Silver is rising and cutting some of its weekly losses, but not enough to end the week up
By The Forex Review - 24 / July / 22 938 Dominick BellSilver (XAGUSD) cuts some losses on Thursday at the end of the North American session, but still cannot restore the $19.00 barrier on Friday, despite the weakness of the US dollar, which is inferior to 0.50%, according to the US dollar index, which it stands at 108,093, despite positive US economic data.

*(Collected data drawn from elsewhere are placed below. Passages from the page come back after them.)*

//! Product filter predicates.

use crate::types::{Price, Product};

/// Active filter criteria. Empty lists and `None` values impose no constraint.
#[derive(Debug, Clone, Default, PartialEq, Eq)]
pub struct ProductFilter {
    /// Case-insensitive substring of the product name.
    pub keyword: Option<String>,
    /// Category slug, compared case-insensitively.
    pub category: Option<String>,
    pub tags: Vec<String>,
    pub finishes: Vec<String>,
    pub colors: Vec<String>,
    pub room_types: Vec<String>,
    pub sizes: Vec<String>,
    /// Inclusive lower price bound.
    pub min_price: Option<Price>,
    /// Inclusive upper price bound.
    pub max_price: Option<Price>,
}

impl ProductFilter {
    /// Whether no criterion is active.
    #[must_use]
    pub fn is_empty(&self) -> bool {
        self.keyword().is_none()
            && self.category().is_none()
            && self.tags.is_empty()
            && self.finishes.is_empty()
            && self.colors.is_empty()
            && self.room_types.is_empty()
            && self.sizes.is_empty()
            && self.min_price.is_none()
            && self.max_price.is_none()
    }

    /// Whether `product` satisfies every active criterion.
    #[must_use]
    pub fn matches(&self, product: &Product) -> bool {
        self.matches_keyword(product)
            && self.matches_category(product)
            && self.matches_price(product)
            && intersects(&self.tags, product.tags.iter().map(String::as_str))
            && intersects(&self.finishes, product.finishes.iter().map(String::as_str))
            && intersects(&self.colors, product.colors())
            && intersects(&self.room_types, product.room_types.iter().map(String::as_str))
            && intersects(&self.sizes, product.sizes())
    }

    fn keyword(&self) -> Option<&str> {
        self.keyword.as_deref().map(str::trim).filter(|k| !k.is_empty())
    }

    fn category(&self) -> Option<&str> {
        self.category.as_deref().map(str::trim).filter(|c| !c.is_empty())
    }

    fn matches_keyword(&self, product: &Product) -> bool {
        self.keyword().is_none_or(|keyword| {
            fold(&product.name).contains(&fold(keyword))
        })
    }

    fn matches_category(&self, product: &Product) -> bool {
        self.category()
            .is_none_or(|category| fold(&product.category) == fold(category))
    }

    fn matches_price(&self, product: &Product) -> bool {
        self.min_price.is_none_or(|min| product.price >= min)
            && self.max_price.is_none_or(|max| product.price <= max)
    }
}

/// OR within a dimension: an empty wanted set always passes.
/// Case-insensitive comparison key, shared by every predicate.
fn fold(value: &str) -> String {
    value.trim().to_lowercase()
}

fn intersects<'a>(wanted: &[String], mut values: impl Iterator<Item = &'a str>) -> bool {
    if wanted.is_empty() {
        return true;
    }
    let wanted: Vec<String> = wanted.iter().map(|w| fold(w)).collect();
    values.any(|value| wanted.contains(&fold(value)))
}

#[cfg(test)]
mod tests {
    use super::*;
    use crate::types::{ProductId, Variant, VariantId};

    fn tile() -> Product {
        Product {
            id: ProductId::new("p1"),
            name: "Carrara Marble Look".to_string(),
            slug: "carrara-marble-look".to_string(),
            description: String::new(),
            category: "Wall-Tiles".to_string(),
            price: Price::from_units(95),
            stock: 4,
            tags: vec!["bestseller".to_string()],
            finishes: vec!["glossy".to_string()],
            room_types: vec!["bathroom".to_string(), "kitchen".to_string()],
            variants: vec![
                Variant {
                    id: VariantId::new("v1"),
                    color: Some("White".to_string()),
                    size: Some("300x600".to_string()),
                    images: Vec::new(),
                },
                Variant {
                    id: VariantId::new("v2"),
                    color: Some("Grey".to_string()),
                    size: None,
                    images: Vec::new(),
                },
            ],
            created_at: None,
        }
    }

    #[test]
    fn test_empty_filter_matches_everything() {
        let filter = ProductFilter {
            keyword: Some("   ".to_string()),
            ..ProductFilter::default()
        };
        assert!(filter.is_empty());
        assert!(filter.matches(&tile()));
    }

    #[test]
    fn test_keyword_is_case_insensitive_substring() {
        let filter = ProductFilter {
            keyword: Some("MARBLE".to_string()),
            ..ProductFilter::default()
        };
        assert!(filter.matches(&tile()));

        let filter = ProductFilter {
            keyword: Some("onyx".to_string()),
            ..ProductFilter::default()
        };
        assert!(!filter.matches(&tile()));
    }

    #[test]
    fn test_category_match() {
        let filter = ProductFilter {
            category: Some("wall-tiles".to_string()),
            ..ProductFilter::default()
        };
        assert!(filter.matches(&tile()));

        let filter = ProductFilter {
            category: Some("floor-tiles".to_string()),
            ..ProductFilter::default()
        };
        assert!(!filter.matches(&tile()));
    }

    #[test]
    fn test_price_bounds_are_inclusive() {
        let filter = ProductFilter {
            min_price: Some(Price::from_units(95)),
            max_price: Some(Price::from_units(95)),
            ..ProductFilter::default()
        };
        assert!(filter.matches(&tile()));

        let filter = ProductFilter {
            max_price: Some(Price::from_units(94)),
            ..ProductFilter::default()
        };
        assert!(!filter.matches(&tile()));
    }

    #[test]
    fn test_or_within_and_across_dimensions() {
        let filter = ProductFilter {
            colors: vec!["black".to_string(), "grey".to_string()],
            room_types: vec!["kitchen".to_string()],
            ..ProductFilter::default()
        };
        assert!(filter.matches(&tile()));

        let filter = ProductFilter {
            colors: vec!["grey".to_string()],
            finishes: vec!["matt".to_string()],
            ..ProductFilter::default()
        };
        assert!(!filter.matches(&tile()));
    }

    #[test]
    fn test_non_ascii_values_fold_like_keywords() {
        let mut product = tile();
        product.variants[0].color = Some("Écru".to_string());
        product.category = "Façade".to_string();

        let filter = ProductFilter {
            keyword: Some("CARRARA".to_string()),
            category: Some("FAÇADE".to_string()),
            colors: vec!["écru".to_string()],
            ..ProductFilter::default()
        };
        assert!(filter.matches(&product));
    }

    #[test]
    fn test_sizes_come_from_variants() {
        let filter = ProductFilter {
            sizes: vec!["300X600".to_string()],
            ..ProductFilter::default()
        };
        assert!(filter.matches(&tile()));

        let filter = ProductFilter {
            sizes: vec!["600x600".to_string()],
            ..ProductFilter::default()
        };
        assert!(!filter.matches(&tile()));
    }
}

XAGUSD is trading up to $18.66, with a 1.36% gain on Friday, in a quiet session in which the white metal fell to $18.17, a new daily low, followed by a jump to a daily high of $18.77
Silver Rises But Hesitates to Beat $19.00
Global stocks are trading profitably, despite the fact that the narrative of high inflation and fears of recession persists. U.S. retail sales in June rose 1% year-on-year, beating forecasts. The May figures were -0.3%, demonstrating consumer resistance. Later, the University of Michigan's consumer sentiment for July reached 51.1, exceeding estimates of 49.9 and exceeding June 50. The UoM survey showed that inflation expectations in the 5-year forecast decreased from 3.1% to 2.8%.
XAGUSD was also supported by a drop in US Treasury yields. The yield on 10-year US Treasury bonds is 2.934%, which is 3 percentage points lower. Meanwhile, the US yield curve for 2 years - 10 years continues to change for the ninth day in a row, which indicates that investors are still pessimistic and discount the recession in the US.
On the other hand, Federal Reserve officials have crossed paths with the news. St. Louis Fed Chairman James Bullard said there would be no difference in an increase of 100 or 75 basis points, adding that the pace could be adjusted before the end of the year. Later, the chairman of the San Francisco Fed, Mary Daly, said that inflation is too high, the US economy is strong, and the labor market remains strong. He added that Michigan's inflation expectations were a "good thing" and that a recession is not its baseline scenario.
Federal funds futures rates for 30 days
At the time of writing, market participants expect a rate increase of 75 basis points, as evidenced by 30-day futures on federal funds rates, and predict that by December 2022 they will end by about 3.45%.
What to keep in mind
Next week, the Canadian agenda will include data on homes started, inflation and retail sales. In the US, the calendar will be filled with data on neglected homes, building permits, existing home sales, initial jobless claims and global PMIs for July.